Held at the UC Berkeley Faculty Club, the “fireside chat” featured Professor Russell in conversation with Richard Waters, West Coast Editor for the Financial Times.
In his opening remarks, Waters noted there is a “schism” among AI experts about whether machines will ever achieve superhuman intelligence. “I’m a journalist and I love a schism,” Waters said. “Some argue there’s no race of superhuman robots on the horizon—or even possible.”
Russell dismissed such naysayers, noting, “If 20 cancer biologists did a summary of the state of cancer research and said a cure for cancer is not on the horizon and probably isn’t possible, you’d think, what on earth has made them say that?… What justification could there possibly be except a kind of denialism?”
In the conversation, Russell acknowledged that the complexity of developing AI will require significant advances: “We know the massive limitations of deep learning and data-driven models, and there’s this huge gulf to get from here to there,” Russell said. “It’s going to take big conceptual breakthroughs to get there.”
He noted that AI software that can already outperform a human in a task like playing chess would struggle with simple human behaviors like walking down the street. “Being able to understand a book and extract complex content from it would be a big step forward,” Russell said. “There’s a little problem of imagination failure when we think about AI systems: we say they’re not as smart as we are, and then that same morning, it will read everything the human race has ever written.”

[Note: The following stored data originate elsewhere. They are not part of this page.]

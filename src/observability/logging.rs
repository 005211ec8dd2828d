//! Structured logging system using tracing crate
//!
//! Provides contextual, machine-readable logging with span macros for the
//! publish cycle and broker operations.
//!
//! ## Log Format Options
//!
//! The output format is controlled by the `LOG_FORMAT` environment variable:
//!
//! - `json` - Structured JSON format for production and log aggregation systems
//! - `pretty` - Human-readable format with colors and indentation for development
//! - `compact` - Terminal-friendly format with colors but minimal spacing
//!
//! ## Environment Variables
//!
//! - `LOG_LEVEL`: Log level (ERROR, WARN, INFO, DEBUG, TRACE) - defaults to INFO
//! - `LOG_FORMAT`: Output format (json, pretty, compact) - defaults to json
//! - `LOG_SPANS`: Include span events (true/false) - defaults to false
//! - `RUST_LOG`: Override log filtering (follows env_logger format)
//!
//! ## Examples
//!
//! ```bash
//! # Production JSON logging
//! LOG_FORMAT=json LOG_LEVEL=INFO ./pws2mqtt run
//!
//! # Development with colors
//! LOG_FORMAT=pretty LOG_LEVEL=DEBUG ./pws2mqtt run --once
//! ```

use std::env;
use tracing::Level;
use tracing_subscriber::fmt::format::FmtSpan;
use tracing_subscriber::{fmt, prelude::*, EnvFilter};

/// Dependencies that are chatty at INFO and below
const NOISY_TARGETS: [&str; 4] = ["rumqttc=warn", "hyper=warn", "reqwest=warn", "rustls=warn"];

/// Log output format options
#[derive(Debug, Clone, Copy, PartialEq, Eq)]
pub enum LogFormat {
    /// JSON format for structured logging (machine-readable)
    Json,
    /// Pretty format with colors and indentation (human-readable)
    Pretty,
    /// Compact format with colors but minimal spacing (terminal-friendly)
    Compact,
}

impl LogFormat {
    /// Parse log format from string
    pub fn parse(s: &str) -> Self {
        match s.to_lowercase().as_str() {
            "pretty" => LogFormat::Pretty,
            "compact" => LogFormat::Compact,
            _ => LogFormat::Json,
        }
    }
}

/// Parse a `LOG_LEVEL` value, falling back to INFO
pub fn parse_level(s: &str) -> Level {
    match s.to_uppercase().as_str() {
        "ERROR" => Level::ERROR,
        "WARN" => Level::WARN,
        "DEBUG" => Level::DEBUG,
        "TRACE" => Level::TRACE,
        _ => Level::INFO,
    }
}

/// Raise a base level by the number of `-v` flags given on the command line
pub fn apply_verbosity(base: Level, verbose: u8) -> Level {
    match verbose {
        0 => base,
        1 if base < Level::DEBUG => Level::DEBUG,
        1 => base,
        _ => Level::TRACE,
    }
}

fn span_events(include_spans: bool) -> FmtSpan {
    if include_spans {
        FmtSpan::NEW | FmtSpan::CLOSE
    } else {
        FmtSpan::NONE
    }
}

/// Build the level filter, letting `RUST_LOG` take over when set
pub fn build_filter(level: Level, rust_log: Option<&str>) -> EnvFilter {
    if let Some(rust_log) = rust_log.filter(|v| !v.trim().is_empty()) {
        return EnvFilter::new(rust_log);
    }

    NOISY_TARGETS
        .iter()
        .filter_map(|directive| directive.parse().ok())
        .fold(EnvFilter::new(level.to_string()), |filter, directive| {
            filter.add_directive(directive)
        })
}

/// Initialize logging with manual configuration
///
/// Later calls are ignored once a global subscriber is installed.
pub fn init_logging(level: Level, format: LogFormat, include_spans: bool) {
    let filter = build_filter(level, env::var("RUST_LOG").ok().as_deref());
    let subscriber = tracing_subscriber::registry().with(filter);

    let _ = match format {
        LogFormat::Json => subscriber
            .with(
                fmt::layer()
                    .json()
                    .with_span_events(span_events(include_spans)),
            )
            .try_init(),
        LogFormat::Pretty => subscriber
            .with(
                fmt::layer()
                    .pretty()
                    .with_ansi(true)
                    .with_span_events(span_events(include_spans)),
            )
            .try_init(),
        LogFormat::Compact => subscriber
            .with(
                fmt::layer()
                    .compact()
                    .with_ansi(true)
                    .with_target(false)
                    .with_span_events(span_events(include_spans)),
            )
            .try_init(),
    };
}

/// Initialize logging from environment variables plus CLI verbosity
pub fn init_default_logging(verbose: u8) {
    let level = env::var("LOG_LEVEL")
        .map(|v| parse_level(&v))
        .unwrap_or(Level::INFO);

    let format = env::var("LOG_FORMAT").unwrap_or_else(|_| "json".to_string());

    let include_spans = env::var("LOG_SPANS")
        .map(|v| v.eq_ignore_ascii_case("true"))
        .unwrap_or(false);

    init_logging(
        apply_verbosity(level, verbose),
        LogFormat::parse(&format),
        include_spans,
    );
}

/// Create a publish cycle span
#[macro_export]
macro_rules! cycle_span {
    ($($field:tt)*) => {
        tracing::info_span!("publish_cycle", $($field)*)
    };
}

/// Create an MQTT operation span
#[macro_export]
macro_rules! mqtt_span {
    ($($field:tt)*) => {
        tracing::info_span!("mqtt_operation", $($field)*)
    };
}

pub use {cycle_span, mqtt_span};

#[cfg(test)]
mod tests {
    use super::*;

    #[test]
    fn test_log_format_parse() {
        assert_eq!(LogFormat::parse("json"), LogFormat::Json);
        assert_eq!(LogFormat::parse("PRETTY"), LogFormat::Pretty);
        assert_eq!(LogFormat::parse("Compact"), LogFormat::Compact);
    }

    #[test]
    fn test_log_format_parse_invalid_defaults_to_json() {
        assert_eq!(LogFormat::parse("invalid"), LogFormat::Json);
        assert_eq!(LogFormat::parse(""), LogFormat::Json);
    }

    #[test]
    fn test_parse_level() {
        assert_eq!(parse_level("debug"), Level::DEBUG);
        assert_eq!(parse_level("WARN"), Level::WARN);
        assert_eq!(parse_level("nonsense"), Level::INFO);
    }

    #[test]
    fn test_apply_verbosity() {
        assert_eq!(apply_verbosity(Level::INFO, 0), Level::INFO);
        assert_eq!(apply_verbosity(Level::INFO, 1), Level::DEBUG);
        assert_eq!(apply_verbosity(Level::INFO, 2), Level::TRACE);
        assert_eq!(apply_verbosity(Level::TRACE, 1), Level::TRACE);
    }

    #[test]
    fn test_rust_log_overrides_level() {
        let filter = build_filter(Level::INFO, Some("pws2mqtt=trace"));
        assert!(filter.to_string().contains("pws2mqtt=trace"));

        let filter = build_filter(Level::INFO, None);
        assert!(filter.to_string().contains("rumqttc=warn"));
    }

    #[test]
    fn test_span_macros() {
        let cycle = cycle_span!(sensor_set = "backyard");
        let _guard = cycle.enter();
        let mqtt = mqtt_span!(operation = "publish");
        let _inner = mqtt.enter();
    }
}
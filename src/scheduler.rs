//! Publish cycle scheduling
//!
//! The scheduler waits for the broker to accept the connection, runs one
//! cycle immediately, then either stops (one-shot) or repeats on a fixed
//! interval. Cycles run inline, so two cycles never overlap; ticks missed
//! while a cycle overruns are skipped. Any `Closed`, `Offline` or `Error`
//! broker event ends the run, including in the middle of a cycle.

use crate::config::{Config, PollMode};
use crate::cycle_span;
use crate::discovery::{DeviceIdentity, DiscoveryPublisher};
use crate::error::AppError;
use crate::sensors::map_observation;
use crate::transport::{BrokerEvent, BrokerLifecycleError, Transport};
use crate::weather::{StationRetrier, WeatherSource};
use chrono::Utc;
use tokio::sync::mpsc;
use tokio::time::MissedTickBehavior;
use tracing::{debug, info, Instrument};

/// Scheduler lifecycle
#[derive(Debug, Clone, Copy, PartialEq, Eq)]
pub enum SchedulerState {
    /// Waiting for the broker to accept the connection
    Connecting,
    /// Publishing cycles
    Running,
    /// A terminal broker event arrived; the run is over
    Terminated,
}

impl SchedulerState {
    /// Pure state transition for a broker event
    pub fn on_broker_event(self, event: &BrokerEvent) -> SchedulerState {
        match (self, event) {
            (SchedulerState::Terminated, _) => SchedulerState::Terminated,
            (_, BrokerEvent::Connected) => SchedulerState::Running,
            (_, BrokerEvent::Closed(_) | BrokerEvent::Offline(_) | BrokerEvent::Error(_)) => {
                SchedulerState::Terminated
            }
        }
    }
}

/// Summary of one successful publish cycle
#[derive(Debug, Clone, PartialEq)]
pub struct CycleReport {
    pub station_id: String,
    pub attempt: u32,
    pub sensors_published: usize,
    /// Seconds between the observation timestamp and the cycle, when known
    pub observation_age_secs: Option<i64>,
}

/// Drives fetch, map and publish for one sensor set
pub struct Scheduler<'a, S: WeatherSource + ?Sized, T: Transport + ?Sized> {
    source: &'a S,
    transport: &'a T,
    retrier: StationRetrier,
    sensor_set: String,
    station_ids: Vec<String>,
    poll: PollMode,
}

impl<'a, S: WeatherSource + ?Sized, T: Transport + ?Sized> Scheduler<'a, S, T> {
    pub fn new(config: &Config, source: &'a S, transport: &'a T) -> Self {
        Self {
            source,
            transport,
            retrier: StationRetrier::new(config.weather.max_retries),
            sensor_set: config.sensor_set.name.clone(),
            station_ids: config.weather.station_ids.clone(),
            poll: config.schedule.poll,
        }
    }

    pub fn with_retrier(mut self, retrier: StationRetrier) -> Self {
        self.retrier = retrier;
        self
    }

    /// Run one fetch, map and publish cycle
    pub async fn run_cycle(&self) -> Result<CycleReport, AppError> {
        let span = cycle_span!(sensor_set = %self.sensor_set);

        async move {
            let resolved = self.retrier.resolve(self.source, &self.station_ids).await?;
            let observation_age_secs = resolved
                .observation
                .age_at(Utc::now())
                .map(|age| age.num_seconds());

            let descriptors = map_observation(&resolved.observation);
            let device = DeviceIdentity::new(&self.sensor_set);
            let sensors_published = DiscoveryPublisher::new(self.transport)
                .publish(&device, &self.sensor_set, &descriptors)
                .await?;

            info!(
                station_id = %resolved.station_id,
                attempt = resolved.attempt,
                sensors = sensors_published,
                observation_age_secs,
                "Publish cycle complete"
            );

            Ok(CycleReport {
                station_id: resolved.station_id,
                attempt: resolved.attempt,
                sensors_published,
                observation_age_secs,
            })
        }
        .instrument(span)
        .await
    }

    /// Run until one-shot completion or a fatal error
    pub async fn run(&self, mut events: mpsc::Receiver<BrokerEvent>) -> Result<(), AppError> {
        let mut state = SchedulerState::Connecting;

        while state == SchedulerState::Connecting {
            let event = next_event(&mut events).await;
            state = state.on_broker_event(&event);
            if let Some(error) = event.into_terminal() {
                return Err(error.into());
            }
        }

        info!(sensor_set = %self.sensor_set, poll = ?self.poll, "Broker connected, starting publish cycles");

        match self.poll {
            PollMode::Once => {
                tokio::select! {
                    biased;
                    error = next_terminal(&mut events) => Err(error.into()),
                    result = self.run_cycle() => {
                        result?;
                        info!("One-shot cycle finished");
                        Ok(())
                    }
                }
            }
            PollMode::Interval(period) => {
                let mut ticker = tokio::time::interval(period);
                ticker.set_missed_tick_behavior(MissedTickBehavior::Skip);

                loop {
                    tokio::select! {
                        biased;
                        error = next_terminal(&mut events) => return Err(error.into()),
                        _ = ticker.tick() => {
                            tokio::select! {
                                biased;
                                error = next_terminal(&mut events) => return Err(error.into()),
                                result = self.run_cycle() => { result?; }
                            }
                            debug!(next_in = ?period, "Waiting for next tick");
                        }
                    }
                }
            }
        }
    }
}

/// Next lifecycle event; a dropped event loop counts as a closed connection
async fn next_event(events: &mut mpsc::Receiver<BrokerEvent>) -> BrokerEvent {
    events
        .recv()
        .await
        .unwrap_or_else(|| BrokerEvent::Closed("broker event stream ended".to_string()))
}

/// Wait for the first terminal lifecycle event
async fn next_terminal(events: &mut mpsc::Receiver<BrokerEvent>) -> BrokerLifecycleError {
    loop {
        if let Some(error) = next_event(events).await.into_terminal() {
            return error;
        }
    }
}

Russell and Waters discussed the threats that could emerge if AI capabilities one day exceed those of humans. Russell argues that the problem is real and that the technical aspects of addressing the challenge are solvable if we replace current definitions of AI with a version based on provable benefit to humans.

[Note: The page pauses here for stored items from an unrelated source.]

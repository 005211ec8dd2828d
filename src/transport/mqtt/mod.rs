//! MQTT transport implementation
//!
//! Split into pure option building and event routing, plus the impure
//! client that drives the rumqttc event loop.

pub mod client;
pub mod connection;
pub mod message_handler;

pub use client::MqttClient;
pub use connection::{configure_mqtt_options, MqttError, KEEP_ALIVE};
pub use message_handler::{EventRoute, MessageHandler};
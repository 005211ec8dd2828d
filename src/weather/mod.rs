//! Upstream weather data: the HTTP client and the station fallback retrier
//!
//! The rest of the service only sees the [`WeatherSource`] trait, which turns a
//! station identifier into one observation or a [`FetchError`].

pub mod client;
pub mod observation;
pub mod retrier;

pub use client::{WundergroundClient, WundergroundConfig};
pub use observation::{MetricGroup, Observation, ObservationResponse};
pub use retrier::{Resolved, StationFailure, StationRetrier, TerminalFetchFailure};

use thiserror::Error;

/// Failure of a single fetch, recoverable by retry or station fallback
#[derive(Debug, Clone, Error, PartialEq)]
pub enum FetchError {
    #[error("Request failed: {0}")]
    Transport(String),
    #[error("Upstream returned HTTP {status}")]
    Status { status: u16 },
    #[error("Station returned no content")]
    NoContent,
    #[error("Failed to decode response: {0}")]
    Decode(String),
    #[error("Response contained no observations")]
    NoObservations,
}

/// Source of station observations
///
/// Implementations perform exactly one upstream request per call and never
/// retry; retry policy belongs to [`StationRetrier`].
#[async_trait::async_trait]
pub trait WeatherSource: Send + Sync {
    async fn fetch(&self, station_id: &str) -> Result<Observation, FetchError>;
}
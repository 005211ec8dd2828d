//! Weather Underground PWS HTTP client
//!
//! The public observation endpoint only answers requests that look like they
//! come from the wunderground.com web app, so every request carries a browser
//! user agent plus matching `Referer` and `Origin` headers.

use super::{FetchError, Observation, ObservationResponse, WeatherSource};
use crate::config::{WeatherSection, DEFAULT_API_URL};
use crate::error::sanitize_error_message;
use async_trait::async_trait;
use reqwest::header::{HeaderMap, HeaderValue, ACCEPT, ORIGIN, REFERER, USER_AGENT};
use reqwest::{Client, StatusCode};
use std::time::Duration;
use tracing::debug;

const BROWSER_USER_AGENT: &str = "Mozilla/5.0 (X11; Linux x86_64) AppleWebKit/537.36 (KHTML, like Gecko) Chrome/124.0.0.0 Safari/537.36";
const WUNDERGROUND_ORIGIN: &str = "https://www.wunderground.com";
const WUNDERGROUND_REFERER: &str = "https://www.wunderground.com/";

/// Client configuration
#[derive(Debug, Clone)]
pub struct WundergroundConfig {
    pub api_key: String,
    pub base_url: String,
    pub timeout: Duration,
}

impl Default for WundergroundConfig {
    fn default() -> Self {
        Self {
            api_key: String::new(),
            base_url: DEFAULT_API_URL.to_string(),
            timeout: Duration::from_secs(10),
        }
    }
}

impl From<&WeatherSection> for WundergroundConfig {
    fn from(section: &WeatherSection) -> Self {
        Self {
            api_key: section.api_key.clone(),
            base_url: section.api_url.clone(),
            timeout: section.http_timeout,
        }
    }
}

/// Weather Underground current-observation client
pub struct WundergroundClient {
    config: WundergroundConfig,
    client: Client,
}

impl WundergroundClient {
    pub fn new(config: WundergroundConfig) -> Result<Self, FetchError> {
        let client = Client::builder()
            .timeout(config.timeout)
            .default_headers(Self::provider_headers())
            .build()
            .map_err(|e| FetchError::Transport(sanitize_error_message(&e.to_string())))?;

        Ok(Self { config, client })
    }

    /// Headers the provider requires on every request
    fn provider_headers() -> HeaderMap {
        let mut headers = HeaderMap::new();
        headers.insert(USER_AGENT, HeaderValue::from_static(BROWSER_USER_AGENT));
        headers.insert(REFERER, HeaderValue::from_static(WUNDERGROUND_REFERER));
        headers.insert(ORIGIN, HeaderValue::from_static(WUNDERGROUND_ORIGIN));
        headers.insert(
            ACCEPT,
            HeaderValue::from_static("application/json, text/plain, */*"),
        );
        headers
    }

    /// Query parameters for one station
    fn query<'a>(&'a self, station_id: &'a str) -> [(&'static str, &'a str); 5] {
        [
            ("apiKey", self.config.api_key.as_str()),
            ("stationId", station_id),
            ("numericPrecision", "decimal"),
            ("format", "json"),
            ("units", "m"),
        ]
    }
}

#[async_trait]
impl WeatherSource for WundergroundClient {
    async fn fetch(&self, station_id: &str) -> Result<Observation, FetchError> {
        debug!(station_id, "Requesting current observation");

        let response = self
            .client
            .get(&self.config.base_url)
            .query(&self.query(station_id))
            .send()
            .await
            .map_err(|e| FetchError::Transport(sanitize_error_message(&e.to_string())))?;

        let status = response.status();
        if status == StatusCode::NO_CONTENT {
            return Err(FetchError::NoContent);
        }
        if !status.is_success() {
            return Err(FetchError::Status {
                status: status.as_u16(),
            });
        }

        let body: ObservationResponse = response
            .json()
            .await
            .map_err(|e| FetchError::Decode(sanitize_error_message(&e.to_string())))?;

        body.observations
            .into_iter()
            .next()
            .ok_or(FetchError::NoObservations)
    }
}

#[cfg(test)]
mod tests {
    use super::*;

    #[test]
    fn test_query_parameters() {
        let client = WundergroundClient::new(WundergroundConfig {
            api_key: "key".to_string(),
            ..Default::default()
        })
        .unwrap();

        let query = client.query("KTEST1");
        assert!(query.contains(&("apiKey", "key")));
        assert!(query.contains(&("stationId", "KTEST1")));
        assert!(query.contains(&("units", "m")));
        assert!(query.contains(&("format", "json")));
        assert!(query.contains(&("numericPrecision", "decimal")));
    }

    #[test]
    fn test_provider_headers() {
        let headers = WundergroundClient::provider_headers();
        assert_eq!(headers[ORIGIN], WUNDERGROUND_ORIGIN);
        assert_eq!(headers[REFERER], WUNDERGROUND_REFERER);
        assert!(headers[USER_AGENT]
            .to_str()
            .unwrap()
            .starts_with("Mozilla/5.0"));
    }

    #[test]
    fn test_config_from_weather_section() {
        let section = crate::config::Config::test_config().weather;
        let config = WundergroundConfig::from(&section);
        assert_eq!(config.api_key, "test-api-key");
        assert_eq!(config.base_url, DEFAULT_API_URL);
        assert_eq!(config.timeout, Duration::from_secs(10));
    }
}
//! Mock implementations for testing
//!
//! Provides a mock [`Transport`] and a scripted [`WeatherSource`] so the
//! publish cycle can be exercised without a broker or network access.

use crate::transport::Transport;
use crate::weather::{FetchError, Observation, WeatherSource};
use async_trait::async_trait;
use std::collections::HashMap;
use std::sync::Arc;
use thiserror::Error;
use tokio::sync::Mutex;

/// A message captured by [`MockTransport`]
#[derive(Debug, Clone, PartialEq)]
pub struct PublishedMessage {
    pub topic: String,
    pub payload: Vec<u8>,
    pub retain: bool,
}

impl PublishedMessage {
    /// Payload as UTF-8 text, lossy
    pub fn payload_str(&self) -> String {
        String::from_utf8_lossy(&self.payload).into_owned()
    }
}

/// Error returned by a failing [`MockTransport`]
#[derive(Debug, Error)]
#[error("Mock publish failure")]
pub struct MockTransportError;

/// Mock transport for testing
#[derive(Debug, Default, Clone)]
pub struct MockTransport {
    pub published_messages: Arc<Mutex<Vec<PublishedMessage>>>,
    pub should_fail: bool,
}

impl MockTransport {
    pub fn new() -> Self {
        Self::default()
    }

    pub fn with_failure() -> Self {
        Self {
            should_fail: true,
            ..Default::default()
        }
    }

    pub async fn get_published_messages(&self) -> Vec<PublishedMessage> {
        self.published_messages.lock().await.clone()
    }

    /// Messages published to a single topic, oldest first
    pub async fn messages_for(&self, topic: &str) -> Vec<PublishedMessage> {
        self.published_messages
            .lock()
            .await
            .iter()
            .filter(|m| m.topic == topic)
            .cloned()
            .collect()
    }

    pub async fn clear_history(&self) {
        self.published_messages.lock().await.clear();
    }
}

#[async_trait]
impl Transport for MockTransport {
    type Error = MockTransportError;

    async fn publish(&self, topic: &str, payload: Vec<u8>, retain: bool) -> Result<(), Self::Error> {
        if self.should_fail {
            return Err(MockTransportError);
        }

        self.published_messages.lock().await.push(PublishedMessage {
            topic: topic.to_string(),
            payload,
            retain,
        });
        Ok(())
    }
}

#[derive(Debug, Clone)]
enum StationScript {
    AlwaysFail(FetchError),
    SucceedOnAttempt(u32, Observation),
}

/// Weather source with per-station scripted outcomes
///
/// Stations without a script answer with HTTP 404. A station scripted with
/// `succeed_on_attempt` fails with HTTP 503 until the given attempt.
#[derive(Debug, Default, Clone)]
pub struct MockWeatherSource {
    scripts: HashMap<String, StationScript>,
    attempts: Arc<Mutex<HashMap<String, u32>>>,
    calls: Arc<Mutex<Vec<String>>>,
}

impl MockWeatherSource {
    pub fn new() -> Self {
        Self::default()
    }

    pub fn always_fail(mut self, station_id: &str, error: FetchError) -> Self {
        self.scripts
            .insert(station_id.to_string(), StationScript::AlwaysFail(error));
        self
    }

    pub fn succeed_on_attempt(mut self, station_id: &str, attempt: u32, observation: Observation) -> Self {
        self.scripts.insert(
            station_id.to_string(),
            StationScript::SucceedOnAttempt(attempt, observation),
        );
        self
    }

    /// Station ids in the order they were fetched
    pub async fn calls(&self) -> Vec<String> {
        self.calls.lock().await.clone()
    }
}

#[async_trait]
impl WeatherSource for MockWeatherSource {
    async fn fetch(&self, station_id: &str) -> Result<Observation, FetchError> {
        self.calls.lock().await.push(station_id.to_string());

        let attempt = {
            let mut attempts = self.attempts.lock().await;
            let count = attempts.entry(station_id.to_string()).or_insert(0);
            *count += 1;
            *count
        };

        match self.scripts.get(station_id) {
            Some(StationScript::AlwaysFail(error)) => Err(error.clone()),
            Some(StationScript::SucceedOnAttempt(target, observation)) if attempt >= *target => {
                Ok(observation.clone())
            }
            Some(StationScript::SucceedOnAttempt(..)) => Err(FetchError::Status { status: 503 }),
            None => Err(FetchError::Status { status: 404 }),
        }
    }
}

“The way we’ve designed AI from the beginning has the property that the better you make the AI system, the worse it is for humanity,” Russell said. “The way we’ve always built AI is a copy of how we’ve thought human intelligence: they receive an objective and take actions to achieve that objective. But as we’ve always known, we’re unable to specify objectives correctly. This is the legend of King Midas, or why the third wish to the genie is always, ‘Please undo the first two wishes because I’ve completely ruined everything.’”
In the case of AI, Russell said, “we may not get a third wish. If you create a system that’s superintelligent and give it an objective and tell it to achieve that objective, you’re creating a chess match between us and machines. It’s a fundamental design error we made very early on in the field.”
Instead, Russell proposes that AI systems need to be developed with a built-in assumption that they do not know the objectives that are desired. “We need machines that know they don’t know what the true objective is,” he explained. “The true objective is the satisfaction of human preferences about the future. That’s what the machine should help us with, but it should know that it doesn’t know what our preferences are.”
The talk was recorded by C-Span2’s Book TV and is available to view on their website.